◆ **Assignment**
Produce an exact copy of all the records.

◆ **Data for analysis**
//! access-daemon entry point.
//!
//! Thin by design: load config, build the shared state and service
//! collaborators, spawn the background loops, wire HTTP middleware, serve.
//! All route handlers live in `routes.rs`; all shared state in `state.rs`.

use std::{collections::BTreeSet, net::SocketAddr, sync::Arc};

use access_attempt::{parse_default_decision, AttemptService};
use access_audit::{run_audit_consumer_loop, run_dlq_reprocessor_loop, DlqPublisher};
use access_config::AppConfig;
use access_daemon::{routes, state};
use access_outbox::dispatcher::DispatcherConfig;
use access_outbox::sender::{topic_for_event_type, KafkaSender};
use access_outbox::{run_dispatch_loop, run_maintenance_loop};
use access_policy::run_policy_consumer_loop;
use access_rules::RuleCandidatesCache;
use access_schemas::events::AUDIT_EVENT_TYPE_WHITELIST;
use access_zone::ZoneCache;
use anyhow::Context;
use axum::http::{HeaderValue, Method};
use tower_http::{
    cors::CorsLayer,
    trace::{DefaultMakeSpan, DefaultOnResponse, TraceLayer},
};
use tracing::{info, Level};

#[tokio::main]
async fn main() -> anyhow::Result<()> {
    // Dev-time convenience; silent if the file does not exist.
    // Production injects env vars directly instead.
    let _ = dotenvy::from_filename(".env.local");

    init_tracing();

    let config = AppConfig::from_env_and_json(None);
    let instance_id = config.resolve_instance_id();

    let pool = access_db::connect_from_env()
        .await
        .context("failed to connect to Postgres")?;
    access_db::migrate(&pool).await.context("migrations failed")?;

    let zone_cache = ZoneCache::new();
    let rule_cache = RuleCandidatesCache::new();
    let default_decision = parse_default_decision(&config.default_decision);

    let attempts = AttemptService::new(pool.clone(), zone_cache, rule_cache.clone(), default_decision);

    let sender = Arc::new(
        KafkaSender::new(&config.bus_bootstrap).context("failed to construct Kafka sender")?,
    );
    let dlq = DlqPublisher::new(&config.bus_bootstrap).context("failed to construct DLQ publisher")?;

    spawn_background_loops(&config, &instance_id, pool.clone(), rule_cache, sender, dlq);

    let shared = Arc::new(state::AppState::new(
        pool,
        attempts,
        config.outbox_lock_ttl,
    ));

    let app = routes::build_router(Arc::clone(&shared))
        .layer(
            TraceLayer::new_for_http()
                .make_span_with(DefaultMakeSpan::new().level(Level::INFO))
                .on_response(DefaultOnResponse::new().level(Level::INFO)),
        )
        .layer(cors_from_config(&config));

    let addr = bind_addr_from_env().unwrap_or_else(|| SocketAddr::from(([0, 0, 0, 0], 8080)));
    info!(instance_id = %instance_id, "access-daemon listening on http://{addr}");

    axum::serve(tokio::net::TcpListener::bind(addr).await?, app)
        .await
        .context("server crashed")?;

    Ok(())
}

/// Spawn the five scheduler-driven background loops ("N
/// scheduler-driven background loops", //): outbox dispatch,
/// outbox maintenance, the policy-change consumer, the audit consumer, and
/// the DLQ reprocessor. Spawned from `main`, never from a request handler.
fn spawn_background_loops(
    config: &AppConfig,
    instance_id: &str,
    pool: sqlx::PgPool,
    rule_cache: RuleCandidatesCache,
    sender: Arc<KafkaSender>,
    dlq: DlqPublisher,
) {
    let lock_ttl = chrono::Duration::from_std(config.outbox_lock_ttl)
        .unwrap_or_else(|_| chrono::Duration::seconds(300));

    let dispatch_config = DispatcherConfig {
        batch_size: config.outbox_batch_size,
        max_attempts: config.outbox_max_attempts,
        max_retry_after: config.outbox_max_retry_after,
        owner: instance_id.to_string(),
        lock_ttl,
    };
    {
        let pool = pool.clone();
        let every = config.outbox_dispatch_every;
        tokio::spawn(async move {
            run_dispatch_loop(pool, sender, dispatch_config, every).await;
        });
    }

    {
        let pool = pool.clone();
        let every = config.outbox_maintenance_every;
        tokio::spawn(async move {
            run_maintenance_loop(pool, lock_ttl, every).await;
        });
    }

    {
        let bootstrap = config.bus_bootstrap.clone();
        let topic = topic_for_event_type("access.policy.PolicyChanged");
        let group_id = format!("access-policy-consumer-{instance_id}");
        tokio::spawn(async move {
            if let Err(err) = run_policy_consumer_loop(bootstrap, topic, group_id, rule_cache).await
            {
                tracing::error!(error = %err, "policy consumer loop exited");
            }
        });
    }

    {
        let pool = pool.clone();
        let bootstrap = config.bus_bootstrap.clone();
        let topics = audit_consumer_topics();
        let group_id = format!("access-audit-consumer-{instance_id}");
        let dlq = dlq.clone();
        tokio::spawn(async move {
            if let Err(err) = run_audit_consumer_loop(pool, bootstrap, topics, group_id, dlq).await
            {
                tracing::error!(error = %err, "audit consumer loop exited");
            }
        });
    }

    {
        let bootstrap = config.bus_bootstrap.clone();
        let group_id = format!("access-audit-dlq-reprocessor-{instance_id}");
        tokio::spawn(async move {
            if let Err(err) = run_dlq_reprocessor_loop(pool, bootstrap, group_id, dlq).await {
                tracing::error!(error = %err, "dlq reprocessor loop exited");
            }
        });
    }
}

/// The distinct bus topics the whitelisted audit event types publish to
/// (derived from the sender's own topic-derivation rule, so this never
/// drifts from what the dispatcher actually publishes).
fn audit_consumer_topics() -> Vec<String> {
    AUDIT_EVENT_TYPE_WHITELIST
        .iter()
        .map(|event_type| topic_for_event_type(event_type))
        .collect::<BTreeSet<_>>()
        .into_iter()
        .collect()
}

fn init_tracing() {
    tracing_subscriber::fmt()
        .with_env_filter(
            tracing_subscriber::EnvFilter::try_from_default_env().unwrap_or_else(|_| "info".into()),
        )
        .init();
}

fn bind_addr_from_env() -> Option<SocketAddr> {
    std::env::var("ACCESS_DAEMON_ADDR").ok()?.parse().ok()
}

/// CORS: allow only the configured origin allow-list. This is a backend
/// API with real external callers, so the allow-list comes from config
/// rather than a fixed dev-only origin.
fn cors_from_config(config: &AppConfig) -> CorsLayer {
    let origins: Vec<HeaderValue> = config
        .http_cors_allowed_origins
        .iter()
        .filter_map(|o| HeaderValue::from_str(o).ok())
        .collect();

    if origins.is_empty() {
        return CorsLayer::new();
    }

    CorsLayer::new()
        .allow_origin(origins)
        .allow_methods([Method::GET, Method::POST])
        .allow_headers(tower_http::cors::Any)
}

◆ **Exercise output**
//! access-daemon entry point.
//!
//! Thin by design: load config, build the shared state and service
//! collaborators, spawn the background loops, wire HTTP middleware, serve.
//! All route handlers live in `routes.rs`; all shared state in `state.rs`.

use std::{collections::BTreeSet, net::SocketAddr, sync::Arc};

use access_attempt::{parse_default_decision, AttemptService};
use access_audit::{run_audit_consumer_loop, run_dlq_reprocessor_loop, DlqPublisher};
use access_config::AppConfig;
use access_daemon::{routes, state};
use access_outbox::dispatcher::DispatcherConfig;
use access_outbox::sender::{topic_for_event_type, KafkaSender};
use access_outbox::{run_dispatch_loop, run_maintenance_loop};
use access_policy::run_policy_consumer_loop;
use access_rules::RuleCandidatesCache;
use access_schemas::events::AUDIT_EVENT_TYPE_WHITELIST;
use access_zone::ZoneCache;
use anyhow::Context;
use axum::http::{HeaderValue, Method};
use tower_http::{
    cors::CorsLayer,
    trace::{DefaultMakeSpan, DefaultOnResponse, TraceLayer},
};
use tracing::{info, Level};

#[tokio::main]
async fn main() -> anyhow::Result<()> {
    // Dev-time convenience; silent if the file does not exist.
    // Production injects env vars directly instead.
    let _ = dotenvy::from_filename(".env.local");

    init_tracing();

    let config = AppConfig::from_env_and_json(None);
    let instance_id = config.resolve_instance_id();

    let pool = access_db::connect_from_env()
        .await
        .context("failed to connect to Postgres")?;
    access_db::migrate(&pool).await.context("migrations failed")?;

    let zone_cache = ZoneCache::new();
    let rule_cache = RuleCandidatesCache::new();
    let default_decision = parse_default_decision(&config.default_decision);

    let attempts = AttemptService::new(pool.clone(), zone_cache, rule_cache.clone(), default_decision);

    let sender = Arc::new(
        KafkaSender::new(&config.bus_bootstrap).context("failed to construct Kafka sender")?,
    );
    let dlq = DlqPublisher::new(&config.bus_bootstrap).context("failed to construct DLQ publisher")?;

    spawn_background_loops(&config, &instance_id, pool.clone(), rule_cache, sender, dlq);

    let shared = Arc::new(state::AppState::new(
        pool,
        attempts,
        config.outbox_lock_ttl,
    ));

    let app = routes::build_router(Arc::clone(&shared))
        .layer(
            TraceLayer::new_for_http()
                .make_span_with(DefaultMakeSpan::new().level(Level::INFO))
                .on_response(DefaultOnResponse::new().level(Level::INFO)),
        )
        .layer(cors_from_config(&config));

    let addr = bind_addr_from_env().unwrap_or_else(|| SocketAddr::from(([0, 0, 0, 0], 8080)));
    info!(instance_id = %instance_id, "access-daemon listening on http://{addr}");

    axum::serve(tokio::net::TcpListener::bind(addr).await?, app)
        .await
        .context("server crashed")?;

    Ok(())
}

/// Spawn the five scheduler-driven background loops ("N
/// scheduler-driven background loops", //): outbox dispatch,
/// outbox maintenance, the policy-change consumer, the audit consumer, and
/// the DLQ reprocessor. Spawned from `main`, never from a request handler.
fn spawn_background_loops(
    config: &AppConfig,
    instance_id: &str,
    pool: sqlx::PgPool,
    rule_cache: RuleCandidatesCache,
    sender: Arc<KafkaSender>,
    dlq: DlqPublisher,
) {
    let lock_ttl = chrono::Duration::from_std(config.outbox_lock_ttl)
        .unwrap_or_else(|_| chrono::Duration::seconds(300));

    let dispatch_config = DispatcherConfig {
        batch_size: config.outbox_batch_size,
        max_attempts: config.outbox_max_attempts,
        max_retry_after: config.outbox_max_retry_after,
        owner: instance_id.to_string(),
        lock_ttl,
    };
    {
        let pool = pool.clone();
        let every = config.outbox_dispatch_every;
        tokio::spawn(async move {
            run_dispatch_loop(pool, sender, dispatch_config, every).await;
        });
    }

    {
        let pool = pool.clone();
        let every = config.outbox_maintenance_every;
        tokio::spawn(async move {
            run_maintenance_loop(pool, lock_ttl, every).await;
        });
    }

    {
        let bootstrap = config.bus_bootstrap.clone();
        let topic = topic_for_event_type("access.policy.PolicyChanged");
        let group_id = format!("access-policy-consumer-{instance_id}");
        tokio::spawn(async move {
            if let Err(err) = run_policy_consumer_loop(bootstrap, topic, group_id, rule_cache).await
            {
                tracing::error!(error = %err, "policy consumer loop exited");
            }
        });
    }

    {
        let pool = pool.clone();
        let bootstrap = config.bus_bootstrap.clone();
        let topics = audit_consumer_topics();
        let group_id = format!("access-audit-consumer-{instance_id}");
        let dlq = dlq.clone();
        tokio::spawn(async move {
            if let Err(err) = run_audit_consumer_loop(pool, bootstrap, topics, group_id, dlq).await
            {
                tracing::error!(error = %err, "audit consumer loop exited");
            }
        });
    }

    {
        let bootstrap = config.bus_bootstrap.clone();
        let group_id = format!("access-audit-dlq-reprocessor-{instance_id}");
        tokio::spawn(async move {
            if let Err(err) = run_dlq_reprocessor_loop(pool, bootstrap, group_id, dlq).await {
                tracing::error!(error = %err, "dlq reprocessor loop exited");
            }
        });
    }
}

/// The distinct bus topics the whitelisted audit event types publish to
/// (derived from the sender's own topic-derivation rule, so this never
/// drifts from what the dispatcher actually publishes).
fn audit_consumer_topics() -> Vec<String> {
    AUDIT_EVENT_TYPE_WHITELIST
        .iter()
        .map(|event_type| topic_for_event_type(event_type))
        .collect::<BTreeSet<_>>()
        .into_iter()
        .collect()
}

fn init_tracing() {
    tracing_subscriber::fmt()
        .with_env_filter(
            tracing_subscriber::EnvFilter::try_from_default_env().unwrap_or_else(|_| "info".into()),
        )
        .init();
}

fn bind_addr_from_env() -> Option<SocketAddr> {
    std::env::var("ACCESS_DAEMON_ADDR").ok()?.parse().ok()
}

/// CORS: allow only the configured origin allow-list. This is a backend
/// API with real external callers, so the allow-list comes from config
/// rather than a fixed dev-only origin.
fn cors_from_config(config: &AppConfig) -> CorsLayer {
    let origins: Vec<HeaderValue> = config
        .http_cors_allowed_origins
        .iter()
        .filter_map(|o| HeaderValue::from_str(o).ok())
        .collect();

    if origins.is_empty() {
        return CorsLayer::new();
    }

    CorsLayer::new()
        .allow_origin(origins)
        .allow_methods([Method::GET, Method::POST])
        .allow_headers(tower_http::cors::Any)
}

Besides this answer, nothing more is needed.